Your assignment: Wherever a line in the data below holds "return", copy that line.

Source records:
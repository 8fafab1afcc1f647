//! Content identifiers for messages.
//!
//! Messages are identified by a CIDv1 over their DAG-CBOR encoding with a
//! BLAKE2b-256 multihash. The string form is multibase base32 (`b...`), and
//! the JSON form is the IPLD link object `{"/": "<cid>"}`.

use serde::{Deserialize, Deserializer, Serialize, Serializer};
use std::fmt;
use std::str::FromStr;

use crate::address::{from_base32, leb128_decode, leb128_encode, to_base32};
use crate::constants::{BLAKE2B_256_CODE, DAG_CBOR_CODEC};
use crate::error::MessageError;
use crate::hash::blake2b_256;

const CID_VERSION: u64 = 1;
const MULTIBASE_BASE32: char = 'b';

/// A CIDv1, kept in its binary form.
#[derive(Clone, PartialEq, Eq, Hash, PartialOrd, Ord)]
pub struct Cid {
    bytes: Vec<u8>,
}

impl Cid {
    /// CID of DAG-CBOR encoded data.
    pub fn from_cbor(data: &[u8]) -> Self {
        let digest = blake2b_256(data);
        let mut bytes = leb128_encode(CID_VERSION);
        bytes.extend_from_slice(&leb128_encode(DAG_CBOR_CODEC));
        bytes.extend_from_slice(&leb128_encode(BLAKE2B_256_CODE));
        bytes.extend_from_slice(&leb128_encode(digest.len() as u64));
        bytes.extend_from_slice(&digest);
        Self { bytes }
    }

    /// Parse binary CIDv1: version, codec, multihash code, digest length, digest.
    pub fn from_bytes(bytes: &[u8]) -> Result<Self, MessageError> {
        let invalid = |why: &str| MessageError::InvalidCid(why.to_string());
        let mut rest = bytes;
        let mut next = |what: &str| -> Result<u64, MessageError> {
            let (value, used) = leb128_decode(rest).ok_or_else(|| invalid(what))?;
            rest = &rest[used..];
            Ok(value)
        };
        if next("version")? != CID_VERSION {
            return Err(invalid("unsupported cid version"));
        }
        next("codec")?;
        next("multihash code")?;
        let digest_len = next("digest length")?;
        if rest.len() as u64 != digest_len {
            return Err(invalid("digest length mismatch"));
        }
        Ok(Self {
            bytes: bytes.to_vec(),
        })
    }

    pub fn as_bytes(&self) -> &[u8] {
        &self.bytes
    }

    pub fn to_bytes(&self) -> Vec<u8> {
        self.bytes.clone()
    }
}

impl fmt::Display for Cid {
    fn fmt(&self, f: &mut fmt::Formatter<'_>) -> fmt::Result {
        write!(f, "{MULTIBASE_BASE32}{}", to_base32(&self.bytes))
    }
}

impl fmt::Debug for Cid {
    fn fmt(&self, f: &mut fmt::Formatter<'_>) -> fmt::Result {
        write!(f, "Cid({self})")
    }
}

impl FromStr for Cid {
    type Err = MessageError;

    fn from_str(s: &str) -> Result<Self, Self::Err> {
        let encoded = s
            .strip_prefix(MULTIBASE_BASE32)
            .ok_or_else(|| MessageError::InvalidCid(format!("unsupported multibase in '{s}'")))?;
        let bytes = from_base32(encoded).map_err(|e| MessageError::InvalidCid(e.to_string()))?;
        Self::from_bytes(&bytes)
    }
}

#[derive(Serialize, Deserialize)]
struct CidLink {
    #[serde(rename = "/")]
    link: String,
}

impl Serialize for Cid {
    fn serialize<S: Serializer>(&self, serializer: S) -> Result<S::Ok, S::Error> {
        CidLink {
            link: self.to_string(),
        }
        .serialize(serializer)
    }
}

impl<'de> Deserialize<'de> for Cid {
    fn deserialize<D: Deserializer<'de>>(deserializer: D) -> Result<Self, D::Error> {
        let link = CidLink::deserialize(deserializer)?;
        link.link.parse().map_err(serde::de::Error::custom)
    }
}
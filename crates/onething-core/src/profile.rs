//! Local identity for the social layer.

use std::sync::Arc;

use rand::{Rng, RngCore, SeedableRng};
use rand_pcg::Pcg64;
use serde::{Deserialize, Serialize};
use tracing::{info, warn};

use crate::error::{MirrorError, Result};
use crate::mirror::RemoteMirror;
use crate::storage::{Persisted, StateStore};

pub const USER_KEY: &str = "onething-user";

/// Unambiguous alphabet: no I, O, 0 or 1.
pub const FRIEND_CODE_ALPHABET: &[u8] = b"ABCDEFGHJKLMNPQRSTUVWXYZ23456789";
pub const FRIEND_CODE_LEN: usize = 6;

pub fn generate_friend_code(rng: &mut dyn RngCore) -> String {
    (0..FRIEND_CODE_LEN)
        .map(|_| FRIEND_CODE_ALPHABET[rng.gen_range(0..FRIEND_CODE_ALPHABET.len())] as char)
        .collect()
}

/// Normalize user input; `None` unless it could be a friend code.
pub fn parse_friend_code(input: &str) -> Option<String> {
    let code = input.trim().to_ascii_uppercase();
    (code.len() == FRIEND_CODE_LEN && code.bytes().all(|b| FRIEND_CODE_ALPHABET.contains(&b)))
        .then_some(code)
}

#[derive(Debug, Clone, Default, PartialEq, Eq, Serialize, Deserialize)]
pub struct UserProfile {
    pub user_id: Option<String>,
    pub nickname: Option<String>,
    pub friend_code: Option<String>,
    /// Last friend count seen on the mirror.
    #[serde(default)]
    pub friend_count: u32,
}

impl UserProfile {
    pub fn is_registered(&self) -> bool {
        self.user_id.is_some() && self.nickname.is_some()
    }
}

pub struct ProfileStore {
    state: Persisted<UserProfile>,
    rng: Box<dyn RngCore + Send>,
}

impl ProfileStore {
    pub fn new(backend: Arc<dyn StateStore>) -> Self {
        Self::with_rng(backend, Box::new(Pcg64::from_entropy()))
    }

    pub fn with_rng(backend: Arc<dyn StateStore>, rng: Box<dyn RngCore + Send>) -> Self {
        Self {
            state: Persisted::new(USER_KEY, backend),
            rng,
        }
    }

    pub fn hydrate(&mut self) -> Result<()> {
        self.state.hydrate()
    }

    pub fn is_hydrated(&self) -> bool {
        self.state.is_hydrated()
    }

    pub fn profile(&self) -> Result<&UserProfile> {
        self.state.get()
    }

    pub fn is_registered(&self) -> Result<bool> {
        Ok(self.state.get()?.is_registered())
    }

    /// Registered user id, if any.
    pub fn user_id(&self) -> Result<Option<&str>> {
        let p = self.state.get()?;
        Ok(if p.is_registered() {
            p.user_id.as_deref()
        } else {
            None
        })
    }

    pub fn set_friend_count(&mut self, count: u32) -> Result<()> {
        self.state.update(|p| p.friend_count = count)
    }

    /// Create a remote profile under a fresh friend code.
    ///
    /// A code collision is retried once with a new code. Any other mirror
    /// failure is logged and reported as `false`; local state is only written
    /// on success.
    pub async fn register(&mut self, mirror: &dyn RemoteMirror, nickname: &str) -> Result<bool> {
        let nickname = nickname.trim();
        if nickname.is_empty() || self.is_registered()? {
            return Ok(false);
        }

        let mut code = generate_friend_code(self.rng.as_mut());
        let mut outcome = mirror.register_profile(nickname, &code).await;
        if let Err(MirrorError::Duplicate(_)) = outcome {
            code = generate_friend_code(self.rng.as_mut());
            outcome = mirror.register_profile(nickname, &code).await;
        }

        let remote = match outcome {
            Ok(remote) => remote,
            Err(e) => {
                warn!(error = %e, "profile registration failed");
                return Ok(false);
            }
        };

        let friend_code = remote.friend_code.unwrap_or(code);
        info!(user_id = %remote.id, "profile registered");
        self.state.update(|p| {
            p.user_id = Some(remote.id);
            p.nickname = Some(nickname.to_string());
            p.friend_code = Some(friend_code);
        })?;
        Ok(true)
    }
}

Response for this exercise:
            return Err(invalid("unsupported cid version"));
            return Err(invalid("digest length mismatch"));
            return Ok(false);
                return Ok(false);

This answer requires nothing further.